Data Google juga menunjukkan tren mobilitas warga kini terpusat di lingkungan tempat tinggal masing-masing. Di Indonesia, mobilitas di tempat tinggal naik 15 persen.
Angka tren mobilitas di Indonesia itu lebih mirip dengan di Amerika Serikat pada awal-awal merebaknya korona. Pejabat pemerintahnya cenderung meremehkan pandemi tersebut. Saat ini, kasus Covid-19 di AS merupakan yang terbesar di dunia, mencapai 276.382 orang dan 7.122 orang meninggal.
GOOGLE–Tren mobilitas di Amerika Serikat.
Di Amerika Serikat, tren mobilitas ke restoran, kafe, pusat perbelanjaan, taman hiburan, museum, perpustakaan, dan bioskop juga turun 47 persen, sama persis dengan di Indonesia. Sementara tren mobilitas ke toko bahan makanan, pasar, gudang makanan, pasar pertanian, toko makanan khusus, toko obat, dan apotek turun 22 persen.
Tren mobilitas ke transportasi publik turun 51 persen, ke tempat kerja 38 persen, dan mobilitas di lingkungan tempat tinggal naik 12 persen.
Sementara itu, dibandingkan dengan sesama negara ASEAN, tren mobilitas warga Malaysia ke tempat-tempat seperti restoran, kafe, pusat perbelanjaan, taman hiburan, museum, perpustakaan, dan bioskop, turun hingga 81 persen; Thailand 51 persen; dan Filipina 81 persen.
Di Singapura, yang dianggap sukses menekan angka kasus Covid-19, penurunan justru lebih rendah, hanya mencapai 28 persen.

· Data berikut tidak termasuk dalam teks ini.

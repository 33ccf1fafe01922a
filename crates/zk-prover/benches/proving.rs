//! Benchmark for ZK-SNARK proving and verification time

use std::time::Duration;

use ark_std::rand::rngs::StdRng;
use ark_std::rand::SeedableRng;
use criterion::{black_box, criterion_group, criterion_main, BenchmarkId, Criterion};
use talent_zk_prover::{
    AttributeValues, BidValidityInput, Circuit, CircuitKeys, MarketplaceProver,
    MarketplaceVerifier, SelectiveDisclosureInput,
};

fn keys(circuit: Circuit) -> CircuitKeys {
    let mut rng = StdRng::seed_from_u64(1);
    CircuitKeys::setup(circuit, &mut rng).unwrap()
}

fn disclosure_input(disclosed: bool) -> SelectiveDisclosureInput {
    let mut values = AttributeValues::default();
    values.rate = Some("75".into());
    values.rate_disclosed = disclosed;
    values.availability = Some("evenings and weekends".into());
    values.availability_disclosed = disclosed;
    values.skills = Some("rust, solidity, circom".into());
    values.skills_disclosed = disclosed;
    values.resume_file_name = Some("resume.pdf".into());
    values.exclusions = Some("gambling".into());
    SelectiveDisclosureInput::from_values(&values).unwrap()
}

/// Benchmark bid validity proving
fn bench_bid_validity_proving(c: &mut Criterion) {
    let mut group = c.benchmark_group("bid_validity_proving");
    group.measurement_time(Duration::from_secs(20));
    group.sample_size(10);

    // Setup (not part of benchmark)
    let prover = MarketplaceProver::new()
        .with_proving_key(Circuit::BidValidity, keys(Circuit::BidValidity).proving_key);

    let cases = [(100u64, 80u64), (5_000, 7_500), (u64::from(u32::MAX), 1)];
    for (max_budget, accepted_price) in cases {
        let input = BidValidityInput::new(max_budget, accepted_price);
        group.bench_with_input(
            BenchmarkId::new("bid", format!("{max_budget}/{accepted_price}")),
            &input,
            |b, input| {
                b.iter(|| prover.prove_bid_validity(black_box(input)).unwrap());
            },
        );
    }

    group.finish();
}

/// Benchmark selective disclosure proving
fn bench_selective_disclosure_proving(c: &mut Criterion) {
    let mut group = c.benchmark_group("selective_disclosure_proving");
    group.measurement_time(Duration::from_secs(30));
    group.sample_size(10);

    let prover = MarketplaceProver::new().with_proving_key(
        Circuit::SelectiveDisclosure,
        keys(Circuit::SelectiveDisclosure).proving_key,
    );

    for disclosed in [true, false] {
        let input = disclosure_input(disclosed);
        group.bench_with_input(
            BenchmarkId::new("disclosed", disclosed),
            &input,
            |b, input| {
                b.iter(|| prover.prove_selective_disclosure(black_box(input)).unwrap());
            },
        );
    }

    group.finish();
}

/// Benchmark verification time
fn bench_verification(c: &mut Criterion) {
    let mut group = c.benchmark_group("verification");
    group.measurement_time(Duration::from_secs(20));

    for circuit in Circuit::ALL {
        let keys = keys(circuit);
        let verifier = MarketplaceVerifier::new()
            .with_verifying_key(circuit, &keys.verifying_key)
            .unwrap();
        let prover = MarketplaceProver::new().with_proving_key(circuit, keys.proving_key);

        let proof = match circuit {
            Circuit::BidValidity => prover.prove_bid_validity(&BidValidityInput::new(8_000, 7_999)),
            Circuit::SelectiveDisclosure => {
                prover.prove_selective_disclosure(&disclosure_input(true))
            }
        }
        .unwrap();
        let signals = proof.public_signals();

        group.bench_function(BenchmarkId::new("groth16_verify", circuit), |b| {
            b.iter(|| {
                assert!(verifier.verify(circuit, black_box(&proof.proof), black_box(&signals)));
            });
        });
    }

    group.finish();
}

criterion_group!(
    benches,
    bench_bid_validity_proving,
    bench_selective_disclosure_proving,
    bench_verification,
);

criterion_main!(benches);
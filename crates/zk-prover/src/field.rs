//! Conversions between field elements, big integers and decimal strings
//!
//! Public signals travel as decimal strings (snarkjs convention). Parsing is
//! strict: only canonical representatives are accepted, so two different
//! strings never denote the same field element.

use ark_bn254::Fr;
use ark_ff::{BigInteger, PrimeField};
use num_bigint::BigUint;

use crate::error::{ProverError, Result};

/// Modulus of a prime field as a big integer
pub fn modulus<F: PrimeField>() -> BigUint {
    BigUint::from_bytes_le(&F::MODULUS.to_bytes_le())
}

/// Field element as a big integer in `[0, p)`
pub fn fr_to_biguint<F: PrimeField>(f: &F) -> BigUint {
    BigUint::from_bytes_le(&f.into_bigint().to_bytes_le())
}

/// Big integer as a field element, `None` if it is not below the modulus
pub fn biguint_to_fr<F: PrimeField>(value: &BigUint) -> Option<F> {
    if *value >= modulus::<F>() {
        return None;
    }
    Some(F::from_be_bytes_mod_order(&value.to_bytes_be()))
}

/// Parse a canonical decimal string into a field element.
///
/// Rejects empty strings, signs, whitespace, leading zeros and values that
/// are not below the modulus.
pub fn parse_canonical<F: PrimeField>(s: &str) -> Option<F> {
    if s.is_empty() || !s.bytes().all(|b| b.is_ascii_digit()) {
        return None;
    }
    if s.len() > 1 && s.starts_with('0') {
        return None;
    }
    let value = BigUint::parse_bytes(s.as_bytes(), 10)?;
    biguint_to_fr(&value)
}

/// Convert a decimal string to Fr
pub fn string_to_fr(s: &str) -> Result<Fr> {
    parse_canonical(s).ok_or_else(|| ProverError::InvalidProofFormat {
        reason: "public signal is not a canonical field element".into(),
    })
}

/// Convert Fr to decimal string
pub fn fr_to_string(f: &Fr) -> String {
    fr_to_biguint(f).to_string()
}
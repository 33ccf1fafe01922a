//! Error types for the ZK prover
//!
//! Messages never carry raw attribute values or the bid budget: they name
//! the offending field and what was expected, nothing more.

use thiserror::Error;

/// Result type alias for prover operations
pub type Result<T> = std::result::Result<T, ProverError>;

/// How a failure should be reported to whoever submitted the request
#[derive(Debug, Clone, Copy, PartialEq, Eq)]
pub enum ErrorKind {
    /// The request itself is wrong and can be fixed by resubmitting
    InvalidRequest,
    /// Something failed on our side; details stay in the logs
    Internal,
}

/// Errors that can occur during proof generation and verification
#[derive(Error, Debug)]
pub enum ProverError {
    /// A required field was absent from the request (as opposed to empty)
    #[error("Input `{field}` is undefined")]
    UndefinedInput { field: String },

    /// A value could not be coerced to the type the circuit expects
    #[error("Invalid type for `{field}` (expected {expected})")]
    InvalidAttributeType { field: String, expected: String },

    /// A character cannot be represented by the 3-digit code point encoding
    #[error("Character at position {position} of `{field}` cannot be encoded: {reason}")]
    EncodingRange {
        field: String,
        position: usize,
        reason: String,
    },

    /// An encoded value would not fit into a single field element
    #[error("`{field}` is too long to encode (max {max} characters)")]
    EncodedTooLong { field: String, max: usize },

    /// A required attribute was submitted empty
    #[error("Required attribute `{field}` is empty")]
    MissingRequiredAttribute { field: String },

    /// Circuit artifact not found
    #[error("Circuit artifact not found: {path}")]
    CircuitNotFound { path: String },

    /// Artifact on disk was built for a different circuit or version
    #[error("Artifact mismatch for {circuit}: {reason}")]
    ArtifactMismatch { circuit: String, reason: String },

    /// Witness computation failed (an input violates a circuit constraint)
    #[error("Proof generation failed: {reason}")]
    ProofGeneration { reason: String },

    /// The verifier could not run at all (as opposed to rejecting a proof)
    #[error("Verification error: {reason}")]
    Verification { reason: String },

    /// Invalid proof format
    #[error("Invalid proof format: {reason}")]
    InvalidProofFormat { reason: String },

    /// A flow operation was attempted in a state that does not allow it
    #[error("Cannot {action} in state {state}")]
    InvalidTransition {
        state: &'static str,
        action: &'static str,
    },

    /// Setup error
    #[error("Setup error: {reason}")]
    Setup { reason: String },

    /// Serialization error
    #[error("Serialization error: {0}")]
    Serialization(#[from] serde_json::Error),

    /// IO error
    #[error("IO error: {0}")]
    Io(#[from] std::io::Error),

    /// Arkworks error
    #[error("Cryptographic error: {0}")]
    ArkError(String),
}

impl ProverError {
    /// Classify the error for the caller.
    ///
    /// Input validation failures are detected before any cryptographic
    /// work and are the caller's to fix; everything else is internal.
    pub fn kind(&self) -> ErrorKind {
        match self {
            Self::UndefinedInput { .. }
            | Self::InvalidAttributeType { .. }
            | Self::EncodingRange { .. }
            | Self::EncodedTooLong { .. }
            | Self::MissingRequiredAttribute { .. }
            | Self::InvalidProofFormat { .. } => ErrorKind::InvalidRequest,
            _ => ErrorKind::Internal,
        }
    }

    pub(crate) fn invalid_type(field: impl Into<String>, expected: impl Into<String>) -> Self {
        Self::InvalidAttributeType {
            field: field.into(),
            expected: expected.into(),
        }
    }
}

impl From<ark_serialize::SerializationError> for ProverError {
    fn from(e: ark_serialize::SerializationError) -> Self {
        Self::ArkError(e.to_string())
    }
}

impl From<ark_relations::r1cs::SynthesisError> for ProverError {
    fn from(e: ark_relations::r1cs::SynthesisError) -> Self {
        Self::ArkError(e.to_string())
    }
}

#[cfg(test)]
mod tests {
    use super::*;

    #[test]
    fn test_validation_errors_are_caller_errors() {
        let err = ProverError::UndefinedInput {
            field: "rate".into(),
        };
        assert_eq!(err.kind(), ErrorKind::InvalidRequest);

        let err = ProverError::invalid_type("maxBudget", "a non-negative integer");
        assert_eq!(err.kind(), ErrorKind::InvalidRequest);

        let err = ProverError::ProofGeneration {
            reason: "constraint 12 unsatisfied".into(),
        };
        assert_eq!(err.kind(), ErrorKind::Internal);
    }

    #[test]
    fn test_messages_name_field_only() {
        let err = ProverError::EncodingRange {
            field: "skills".into(),
            position: 3,
            reason: "code point above 999".into(),
        };
        let msg = err.to_string();
        assert!(msg.contains("skills"));
        assert!(msg.contains("position 3"));
    }
}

Penurunan tren mobilitas tertinggi di Singapura terjadi pada keramaian di alat transportasi publik yang mencapai 40 persen.
GOOGLE–Tren mobilitas di pusat keramaian di Malaysia.

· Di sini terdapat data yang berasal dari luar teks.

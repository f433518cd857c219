//! Value Pools
//!
//! Materializes the finite universe of candidate values for each declared
//! entity, either from a newline-delimited file or by expanding an inclusive
//! integer range. The registry owns one pool per entity for the process
//! lifetime; samplers borrow pools and clone them before shuffling.

use crate::error::SpecError;
use crate::spec::{EntitySpec, LoadSpec, RandIntRange};
use crate::types::{TypedValue, ValuePool, ValueType};
use std::collections::HashMap;
use std::collections::HashSet;
use std::fs::File;
use std::io::{BufRead, BufReader};
use tracing::debug;

/// Build the value pool for one entity spec.
///
/// The sourcing strategy is selected by which source field is populated;
/// specification validation guarantees exactly one is. Any error aborts pool
/// construction entirely rather than skipping bad input.
pub fn generate_pool(entity: &EntitySpec) -> Result<ValuePool, SpecError> {
    if let Some(source) = &entity.file_source {
        return file_sourced_pool(entity, &source.path);
    }
    if let Some(range) = &entity.rand_int {
        return range_sourced_pool(entity, *range);
    }
    Err(SpecError::Config(format!(
        "Entity '{}' declares no value source",
        entity.name
    )))
}

/// Read the file line by line, parsing each non-blank line as one value of
/// the entity's declared type. Values keep file order.
fn file_sourced_pool(entity: &EntitySpec, path: &std::path::Path) -> Result<ValuePool, SpecError> {
    let file = File::open(path)?;
    let reader = BufReader::new(file);

    let mut pool = ValuePool::new();
    for line in reader.lines() {
        let line = line?;
        if line.trim().is_empty() {
            continue;
        }
        pool.push(parse_value(entity, &line)?);
    }
    debug!(
        entity = %entity.name,
        path = %path.display(),
        size = pool.len(),
        "Built file-sourced value pool"
    );
    Ok(pool)
}

fn parse_value(entity: &EntitySpec, line: &str) -> Result<TypedValue, SpecError> {
    let parse_error = |expected: &'static str, reason: String| SpecError::Parse {
        entity: entity.name.clone(),
        value: line.to_string(),
        expected,
        reason,
    };

    match entity.value_type {
        ValueType::String => Ok(TypedValue::String(line.to_string())),
        ValueType::Int32 => line
            .trim()
            .parse::<i32>()
            .map(TypedValue::Int32)
            .map_err(|e| parse_error("int32", e.to_string())),
        ValueType::Int64 => line
            .trim()
            .parse::<i64>()
            .map(TypedValue::Int64)
            .map_err(|e| parse_error("int64", e.to_string())),
        ValueType::Float => line
            .trim()
            .parse::<f32>()
            .map(TypedValue::Float)
            .map_err(|e| parse_error("float", e.to_string())),
        ValueType::Double => line
            .trim()
            .parse::<f64>()
            .map(TypedValue::Double)
            .map_err(|e| parse_error("double", e.to_string())),
        ValueType::Bool => parse_bool(line.trim())
            .map(TypedValue::Bool)
            .ok_or_else(|| parse_error("bool", "not a boolean literal".to_string())),
    }
}

/// Case-insensitive `true`/`false` plus the single-character and numeric
/// literals accepted by the serving ecosystem's config parsers.
fn parse_bool(raw: &str) -> Option<bool> {
    match raw.to_ascii_lowercase().as_str() {
        "true" | "t" | "1" => Some(true),
        "false" | "f" | "0" => Some(false),
        _ => None,
    }
}

/// Expand the inclusive `[min, max]` range into an ascending pool. The whole
/// range is enumerated up front, so pool size is exactly `max - min + 1`;
/// callers are responsible for keeping ranges pool-sized.
fn range_sourced_pool(entity: &EntitySpec, range: RandIntRange) -> Result<ValuePool, SpecError> {
    if range.min > range.max {
        return Err(SpecError::Config(format!(
            "Entity '{}' has an empty random range: min {} > max {}",
            entity.name, range.min, range.max
        )));
    }

    let pool = match entity.value_type {
        ValueType::Int64 => (range.min..=range.max).map(TypedValue::Int64).collect(),
        ValueType::Int32 => {
            let min = i32::try_from(range.min).map_err(|_| range_width_error(entity, range.min))?;
            let max = i32::try_from(range.max).map_err(|_| range_width_error(entity, range.max))?;
            (min..=max).map(TypedValue::Int32).collect()
        }
        other => {
            return Err(SpecError::Config(format!(
                "Entity '{}' declares a random range but type '{}'; only int32 and int64 are supported",
                entity.name, other
            )));
        }
    };
    debug!(
        entity = %entity.name,
        min = range.min,
        max = range.max,
        "Built range-sourced value pool"
    );
    Ok(pool)
}

fn range_width_error(entity: &EntitySpec, bound: i64) -> SpecError {
    SpecError::Config(format!(
        "Entity '{}' random range bound {} does not fit in int32",
        entity.name, bound
    ))
}

/// Owns one value pool per declared entity, keyed by entity name.
///
/// Built once at startup and shared read-only across every trigger for the
/// process lifetime. Construction fails fast on the first pool-generation
/// error; a partially built registry is never exposed.
#[derive(Debug)]
pub struct PoolRegistry {
    pools: HashMap<String, ValuePool>,
}

impl PoolRegistry {
    pub fn from_spec(spec: &LoadSpec) -> Result<PoolRegistry, SpecError> {
        let mut pools = HashMap::with_capacity(spec.entities.len());
        for entity in &spec.entities {
            let pool = generate_pool(entity)?;
            pools.insert(entity.name.clone(), pool);
        }
        Ok(PoolRegistry { pools })
    }

    /// Shared reference to an entity's pool, if the entity is registered.
    pub fn pool_for(&self, entity: &str) -> Option<&ValuePool> {
        self.pools.get(entity)
    }

    /// Names of all registered entities.
    pub fn names(&self) -> HashSet<&str> {
        self.pools.keys().map(String::as_str).collect()
    }

    pub fn len(&self) -> usize {
        self.pools.len()
    }

    pub fn is_empty(&self) -> bool {
        self.pools.is_empty()
    }
}
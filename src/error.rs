//! Error types for the Stampede load generator.

use thiserror::Error;

/// Errors raised while loading the specification and building value pools.
/// All of these are fatal at startup: no traffic is generated against a
/// registry that failed to build.
#[derive(Debug, Error)]
pub enum SpecError {
    #[error("Configuration error: {0}")]
    Config(String),

    #[error("Value source I/O error: {0}")]
    Io(#[from] std::io::Error),

    #[error("Failed to parse '{value}' as {expected} for entity '{entity}': {reason}")]
    Parse {
        entity: String,
        value: String,
        expected: &'static str,
        reason: String,
    },
}

/// Errors raised while serving a single trigger. These abort the trigger's
/// assembly-and-dispatch cycle and are reported to the caller; they never
/// take down the serving loop.
#[derive(Debug, Error)]
pub enum LoadError {
    #[error("Pool for entity '{entity}' holds {available} values but {requested} rows were requested")]
    InsufficientPool {
        entity: String,
        available: usize,
        requested: usize,
    },

    #[error("RPC error: {0}")]
    Rpc(String),

    #[error("Specification error: {0}")]
    Spec(#[from] SpecError),
}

Pandemi korona telah membuat sejumlah perusahaan teknologi, pengembang aplikasi, turut memantau perkembangannya dengan memanfaatkan perangkat mobile yang dimiliki warga. Pemerintah di sejumlah negara juga coba memanfaatkan data ini untuk melacak pergerakan warganya.
Pemerintah AS, misalnya, melacak data ponsel menggunakan informasi dari industri periklanan, bukan dari penyedia layanan seluler, dan bekerja sama dengan lembaga kesehatan untuk memantau kebijakan karantina dijalankan. Sejumlah aplikasi, seperti Private Kit, juga dikembangkan sehingga pengguna bisa melihat apakah dirinya berdekatan atau berkontak dengan orang yang terkonfirmasi Covid-19.
Pandemi Covid-19 memunculkan konflik antara privasi dan upaya pelacakan untuk mengendalikan pandemi. Namun, Google menyatakan menjamin privasi pengguna.